One of the benefits of the empty nest is that when you clean a room, other than the kitchen, it stays that way for days or even weeks except for the dust that settles there.  For you young moms with little ones, that fact sounds like nothing more than a fairy tale and for you moms of tweens and teens it sounds as unlikely as understanding quantum physics!

But I can assure you it will happen some day.  For the most part I enjoy this new sense of order in my house, having battled and lost the war of teaching my kids to keep their rooms clean.  I enjoy walking by their now-empty bedrooms and seeing beds made, pillows neatly plumped, and floors inviting safe passage.

Today, however, my daughter’s room is rather messy and I’m leaving it like that for a while. My youngest and only unmarried daughter came home for Easter weekend and her room came alive again. I enjoyed the sound of her old and very loud ceiling fan, her stereo playing some CDs from high school, and her footsteps echoing on her bedroom floor above the kitchen.  She left her bed unmade every day and I loved it. She deposited her towel over the stair railing and I left it. She covered her floor with the contents of her suitcase and it was a lovely sight. Her room was alive again with her presence.

During her stay, she messed up the kitchen making her famous pound cakes, left her flip flops in front of the couch, and found various surfaces for her laptop and books and purse.  We cleaned the screened porch from all the spring pollen and invited over several of her high school and college friends for desert and coffee.  Dennis and I sat in the living room and listened with delight to the familiar sounds of girls giggling and laughing. Our whole house was touched by her presence.

When she left for the airport after three terribly short days, she apologized for not cleaning her room up more.  I said I didn’t care and I meant it. I wonder if it ever occured to her that I’m the same mother who used to ask her to pick up her stuff all the time.  Now I’m wanting her things in sight, her fan and light left on, hoping she’ll return soon and breathe life back into this house.

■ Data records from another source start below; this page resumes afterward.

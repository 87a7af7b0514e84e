use mac_assist::core::config::{
    Config, DEFAULT_CLASSIFIER_MODEL, DEFAULT_COMPOSER_MODEL, DEFAULT_OLLAMA_URL,
    DEFAULT_TIMEOUT_SECS,
};
use std::fs;
use tempfile::TempDir;

#[test]
fn test_config_default() {
    let config = Config::default();
    assert_eq!(config.disk_path, "/");
    assert_eq!(config.ollama_url, DEFAULT_OLLAMA_URL);
    assert_eq!(config.classifier_model, DEFAULT_CLASSIFIER_MODEL);
    assert_eq!(config.composer_model, DEFAULT_COMPOSER_MODEL);
    assert_eq!(config.request_timeout_secs, DEFAULT_TIMEOUT_SECS);
}

#[test]
fn test_config_load_nonexistent_returns_default() {
    let temp_dir = TempDir::new().unwrap();
    let config = Config::load_from(&temp_dir.path().join("missing.json")).unwrap();
    assert_eq!(config, Config::default());
}

#[test]
fn test_config_load_empty_or_corrupted_returns_default() {
    let temp_dir = TempDir::new().unwrap();
    let path = temp_dir.path().join("config.json");

    fs::write(&path, "").unwrap();
    assert_eq!(Config::load_from(&path).unwrap(), Config::default());

    fs::write(&path, "{ not json").unwrap();
    assert_eq!(Config::load_from(&path).unwrap(), Config::default());
}

#[test]
fn test_config_partial_file_fills_defaults() {
    let temp_dir = TempDir::new().unwrap();
    let path = temp_dir.path().join("config.json");
    fs::write(&path, r#"{"disk_path": "/Volumes/Data"}"#).unwrap();

    let config = Config::load_from(&path).unwrap();
    assert_eq!(config.disk_path, "/Volumes/Data");
    assert_eq!(config.ollama_url, DEFAULT_OLLAMA_URL);
    assert_eq!(config.request_timeout_secs, DEFAULT_TIMEOUT_SECS);
}

#[test]
fn test_config_roundtrip() {
    let temp_dir = TempDir::new().unwrap();
    let path = temp_dir.path().join("nested").join("config.json");

    let mut config = Config::default();
    config.set("disk_path", "/home").unwrap();
    config.set("ollama_url", "http://gpu-box:11434/").unwrap();
    config.set("composer_model", "llama3:8b").unwrap();
    config.set("request_timeout_secs", "30").unwrap();
    config.save_to(&path).unwrap();

    let loaded = Config::load_from(&path).unwrap();
    assert_eq!(loaded, config);
    assert_eq!(loaded.ollama_url, "http://gpu-box:11434");
}

#[test]
fn test_config_set_rejects_invalid_values() {
    let mut config = Config::default();

    assert!(config.set("disk_path", "").is_err());
    assert!(config.set("ollama_url", "not a url").is_err());
    assert!(config.set("classifier_model", "").is_err());
    assert!(config.set("request_timeout_secs", "0").is_err());
    assert!(config.set("favorite_color", "blue").is_err());

    assert_eq!(config, Config::default());
}

#[test]
fn test_config_get_and_reset() {
    let mut config = Config::default();
    config.set("classifier_model", "phi3:mini").unwrap();
    assert_eq!(config.get("classifier_model").as_deref(), Some("phi3:mini"));
    assert_eq!(config.get("request_timeout_secs").as_deref(), Some("120"));
    assert_eq!(config.get("unknown"), None);

    config.reset_to_defaults();
    assert_eq!(config, Config::default());
}
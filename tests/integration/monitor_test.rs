use std::path::{Path, PathBuf};

use mac_assist::core::report::{
    BATTERY_UNAVAILABLE, DISK_UNAVAILABLE, MEMORY_DARWIN_ONLY, MEMORY_UNAVAILABLE, NO_REPORTS,
};
use mac_assist::core::{DiskSpace, SystemMonitor};
use mac_assist::platform::OsFamily;

use super::support::ScriptedSource;

fn monitor(os: OsFamily, source: ScriptedSource) -> SystemMonitor {
    SystemMonitor::with_source("/Volumes/Data", os, Box::new(source))
}

#[test]
fn test_disk_report_contains_exact_figures() {
    let cases = [
        (500_000_000_000u64, 300_000_000_000u64, "500.0", "200.0", "300.0", "40.0"),
        (1_000_000_000_000, 250_000_000_000, "1000.0", "750.0", "250.0", "75.0"),
        (245_107_195_904, 61_276_798_976, "245.11", "183.83", "61.28", "75.0"),
        (64_000_000_000, 64_000_000_000, "64.0", "0.0", "64.0", "0.0"),
    ];

    for (total, available, total_gb, used_gb, free_gb, percent) in cases {
        let source = ScriptedSource {
            disk: Some(DiskSpace::from_total_and_available(total, available)),
            ..Default::default()
        };
        let report = monitor(OsFamily::Linux, source).get_report("disk");

        assert_eq!(
            report,
            format!(
                "Here is the current disk usage report: The total disk space is {} GB, \
                 with {} GB used and {} GB free. \
                 This means the disk is currently {}% full.",
                total_gb, used_gb, free_gb, percent
            )
        );
    }
}

#[test]
fn test_disk_query_uses_configured_path() {
    let source = ScriptedSource {
        disk: Some(DiskSpace::from_total_and_available(10, 5)),
        ..Default::default()
    };
    let paths = source.disk_paths.clone();
    monitor(OsFamily::Darwin, source).get_report("disk");

    assert_eq!(*paths.borrow(), vec![PathBuf::from("/Volumes/Data")]);
}

#[test]
fn test_disk_failure_is_a_fixed_sentence() {
    for os in [OsFamily::Darwin, OsFamily::Linux, OsFamily::Windows] {
        assert_eq!(
            monitor(os, ScriptedSource::default()).get_report("disk"),
            DISK_UNAVAILABLE
        );
    }
}

#[test]
fn test_disk_report_on_real_missing_path() {
    let monitor = SystemMonitor::with_path("/this/path/should/not/exist/anywhere").unwrap();
    assert_eq!(monitor.get_report("disk"), DISK_UNAVAILABLE);
}

#[cfg(unix)]
#[test]
fn test_disk_report_on_real_temp_dir() {
    let dir = tempfile::TempDir::new().unwrap();
    let monitor = SystemMonitor::with_path(dir.path()).unwrap();
    let report = monitor.get_report("disk");

    assert!(
        report.starts_with("Here is the current disk usage report: The total disk space is "),
        "unexpected report: {}",
        report
    );
}

#[cfg(target_os = "linux")]
#[test]
fn test_disk_report_on_pseudo_filesystem_is_unavailable() {
    let monitor = SystemMonitor::with_path("/proc").unwrap();
    assert_eq!(monitor.get_report("disk"), DISK_UNAVAILABLE);
}

#[test]
fn test_battery_levels_have_no_rounding_artifacts() {
    for percent in 0..=100u8 {
        let source = ScriptedSource {
            battery: Some(percent as f32),
            ..Default::default()
        };
        assert_eq!(
            monitor(OsFamily::Windows, source).get_report("battery"),
            format!("The current battery level is at {}%.", percent)
        );
    }
}

#[test]
fn test_battery_fallback_only_on_darwin() {
    let pmset = "Now drawing from 'Battery Power'\n -InternalBattery-0 (id=7)\t55%; discharging;";

    let linux = ScriptedSource {
        pmset: Some(pmset.to_string()),
        ..Default::default()
    };
    let linux_commands = linux.commands_run.clone();
    assert_eq!(
        monitor(OsFamily::Linux, linux).get_report("battery"),
        BATTERY_UNAVAILABLE
    );
    assert!(linux_commands.borrow().is_empty());

    let darwin = ScriptedSource {
        pmset: Some(pmset.to_string()),
        ..Default::default()
    };
    let darwin_commands = darwin.commands_run.clone();
    assert_eq!(
        monitor(OsFamily::Darwin, darwin).get_report("battery"),
        "The current battery level is at 55%."
    );
    assert_eq!(*darwin_commands.borrow(), vec!["pmset"]);
}

#[test]
fn test_memory_report_on_darwin() {
    let source = ScriptedSource {
        top: Some(
            "Processes: 601 total, 3 running\nPhysMem: 12G used (4G wired), 4G unused.\n"
                .to_string(),
        ),
        ..Default::default()
    };

    assert_eq!(
        monitor(OsFamily::Darwin, source).get_report("memory"),
        "The system's physical memory (RAM) usage is currently: 12G used (4G wired), 4G unused."
    );
}

#[test]
fn test_memory_report_failure_on_darwin() {
    assert_eq!(
        monitor(OsFamily::Darwin, ScriptedSource::default()).get_report("memory"),
        MEMORY_UNAVAILABLE
    );

    let source = ScriptedSource {
        top: Some("Load Avg: 1.20, 1.31, 1.45\n".to_string()),
        ..Default::default()
    };
    assert_eq!(
        monitor(OsFamily::Darwin, source).get_report("memory"),
        MEMORY_UNAVAILABLE
    );
}

#[test]
fn test_memory_report_off_darwin_ignores_source() {
    for os in [OsFamily::Linux, OsFamily::Windows, OsFamily::Other("freebsd")] {
        let source = ScriptedSource {
            top: Some("PhysMem: 12G used (4G wired), 4G unused.".to_string()),
            ..Default::default()
        };
        let commands = source.commands_run.clone();

        assert_eq!(monitor(os, source).get_report("memory"), MEMORY_DARWIN_ONLY);
        assert!(commands.borrow().is_empty());
    }
}

#[test]
fn test_unknown_kinds() {
    let monitor = monitor(OsFamily::Darwin, ScriptedSource::default());
    for kind in ["unknown_kind", "cpu", "disks", "battery,", "Disk", " battery ", "MEMORY"] {
        assert_eq!(monitor.get_report(kind), NO_REPORTS);
    }
}

#[test]
fn test_repeated_calls_are_identical() {
    let source = ScriptedSource {
        disk: Some(DiskSpace::from_total_and_available(994_662_584_320, 421_068_783_616)),
        battery: Some(73.2),
        top: Some("PhysMem: 30G used (3G wired), 2G unused.".to_string()),
        ..Default::default()
    };
    let monitor = monitor(OsFamily::Darwin, source);

    for kind in ["disk", "battery", "memory", "nope"] {
        let first = monitor.get_report(kind);
        let second = monitor.get_report(kind);
        assert_eq!(first, second);
    }
}

#[test]
fn test_monitor_exposes_construction_state() {
    let monitor = monitor(OsFamily::Darwin, ScriptedSource::default());
    assert_eq!(monitor.os(), OsFamily::Darwin);
    assert_eq!(monitor.path(), Path::new("/Volumes/Data"));
}
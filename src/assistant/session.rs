//! Question answering: classify, report, compose.

use super::classifier::{Intent, IntentClassifier};
use super::composer::ResponseComposer;
use super::llm::ChatModel;
use crate::core::monitor::SystemMonitor;

/// Words that end an interactive session
pub const EXIT_COMMANDS: [&str; 2] = ["exit", "quit"];

pub fn is_exit_command(input: &str) -> bool {
    let input = input.trim();
    EXIT_COMMANDS
        .iter()
        .any(|cmd| input.eq_ignore_ascii_case(cmd))
}

/// Outcome of answering one question
#[derive(Debug, Clone, PartialEq, Eq)]
pub enum Answer {
    /// Reports were collected and rephrased
    Composed { reports: String, reply: String },
    /// The classifier judged the question irrelevant; its sentence is shown as is
    Passthrough(String),
    /// The classifier could not be reached
    Unavailable(String),
}

impl Answer {
    pub fn text(&self) -> &str {
        match self {
            Answer::Composed { reply, .. } => reply,
            Answer::Passthrough(text) => text,
            Answer::Unavailable(text) => text,
        }
    }
}

/// Ties the monitor to the two language-model collaborators.
pub struct Assistant {
    monitor: SystemMonitor,
    llm: Box<dyn ChatModel>,
    classifier_model: String,
    composer_model: String,
}

impl Assistant {
    pub fn new(
        monitor: SystemMonitor,
        llm: Box<dyn ChatModel>,
        classifier_model: impl Into<String>,
        composer_model: impl Into<String>,
    ) -> Self {
        Self {
            monitor,
            llm,
            classifier_model: classifier_model.into(),
            composer_model: composer_model.into(),
        }
    }

    pub fn monitor(&self) -> &SystemMonitor {
        &self.monitor
    }

    pub fn answer(&self, question: &str) -> Answer {
        let classifier = IntentClassifier::new(self.llm.as_ref(), &self.classifier_model);

        let tokens = match classifier.classify(question) {
            Ok(Intent::Metrics(tokens)) => tokens,
            Ok(Intent::Irrelevant(text)) => return Answer::Passthrough(text),
            Err(e) => {
                log::error!("Intent classification failed: {}", e);
                return Answer::Unavailable(format!("Error while understanding question: {}", e));
            }
        };

        let reports = collect_reports(&self.monitor, &tokens);
        let composer = ResponseComposer::new(self.llm.as_ref(), &self.composer_model);
        let reply = composer.compose(question, &reports);

        Answer::Composed { reports, reply }
    }
}

/// One report per token, in order, joined with single spaces
pub fn collect_reports<S: AsRef<str>>(monitor: &SystemMonitor, tokens: &[S]) -> String {
    tokens
        .iter()
        .map(|token| monitor.get_report(token.as_ref()))
        .collect::<Vec<_>>()
        .join(" ")
}
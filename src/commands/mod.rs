// Command handlers module
pub mod ask;
pub mod chat;
pub mod config;
pub mod report;
pub mod version;

use std::time::Duration;

use anyhow::{Context, Result};
use clap::ArgMatches;

use crate::assistant::{Assistant, OllamaClient};
use crate::core::config::validate_ollama_url;
use crate::core::{Config, SystemMonitor};
use crate::ui;

// Re-exports for cleaner imports
pub use ask::execute as ask;
pub use chat::execute as chat;
pub use report::execute as report;
pub use version::execute as version;

/// Load the saved configuration and apply per-invocation overrides
pub fn resolve_config(matches: &ArgMatches) -> Result<Config> {
    let mut config = Config::load()?;

    if let Some(path) = matches.get_one::<String>("path") {
        config.set("disk_path", path)?;
    }
    if let Some(url) = matches.get_one::<String>("ollama-url") {
        config.ollama_url = validate_ollama_url(url)?;
    }
    if let Some(model) = matches.get_one::<String>("classifier-model") {
        config.set("classifier_model", model)?;
    }
    if let Some(model) = matches.get_one::<String>("composer-model") {
        config.set("composer_model", model)?;
    }

    log::debug!("Effective configuration: {:?}", config);
    Ok(config)
}

pub fn build_monitor(config: &Config) -> Result<SystemMonitor> {
    SystemMonitor::with_path(&config.disk_path)
        .with_context(|| format!("Cannot monitor path '{}'", config.disk_path))
}

pub fn build_assistant(config: &Config) -> Result<Assistant> {
    let monitor = build_monitor(config)?;
    let client = OllamaClient::new(
        &config.ollama_url,
        Duration::from_secs(config.request_timeout_secs),
    )
    .context("Failed to create HTTP client")?;

    if !client.is_running() {
        ui::warn(&format!(
            "Ollama does not answer at {}. Questions will fail until it is running.",
            client.base_url()
        ));
    }

    Ok(Assistant::new(
        monitor,
        Box::new(client),
        config.classifier_model.clone(),
        config.composer_model.clone(),
    ))
}
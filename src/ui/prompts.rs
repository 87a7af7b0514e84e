// UI prompts and user interaction module

use colored::Colorize;
use std::io::{self, BufRead, Write};

/// Name shown in front of every reply
pub const ASSISTANT_NAME: &str = "Mac Assist";

/// Print `prompt` and read one line.
///
/// Returns `Ok(None)` at end of input.
pub fn read_line<R: BufRead>(prompt: &str, input: &mut R) -> io::Result<Option<String>> {
    print!("{}", prompt.white().bold());
    io::stdout().flush()?;

    let mut line = String::new();
    if input.read_line(&mut line)? == 0 {
        return Ok(None);
    }
    Ok(Some(line.trim().to_string()))
}

/// Print a reply from the assistant
pub fn reply(message: &str) {
    println!("{} {}\n", format!("{}:", ASSISTANT_NAME).cyan().bold(), message);
}

/// Display a warning message
pub fn warn(message: &str) {
    println!("{}", format!("⚠️  Warning: {}", message).yellow().bold());
}

/// Display a dimmed/secondary message
pub fn dimmed(message: &str) {
    println!("{}", message.dimmed());
}

/// Display a bold white message
pub fn bold(message: &str) {
    println!("{}", message.white().bold());
}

Knowing what’s ahead when you are still raising a house full of kids who could care less about their rooms gives a mom a moment’s pause to remember to enjoy the presence of her kids, but then some crisis or argument breaks out and the savoring is gone, replaced by the urgent challenge at hand. But perhaps understanding what we empty nest moms feel from time to time will help younger moms better appreciate the situation their own mothers face in their empty nest years.  Or it might help with a mother-in-law  who seems to call too often.  Maybe these moms are like me, just missing their kids.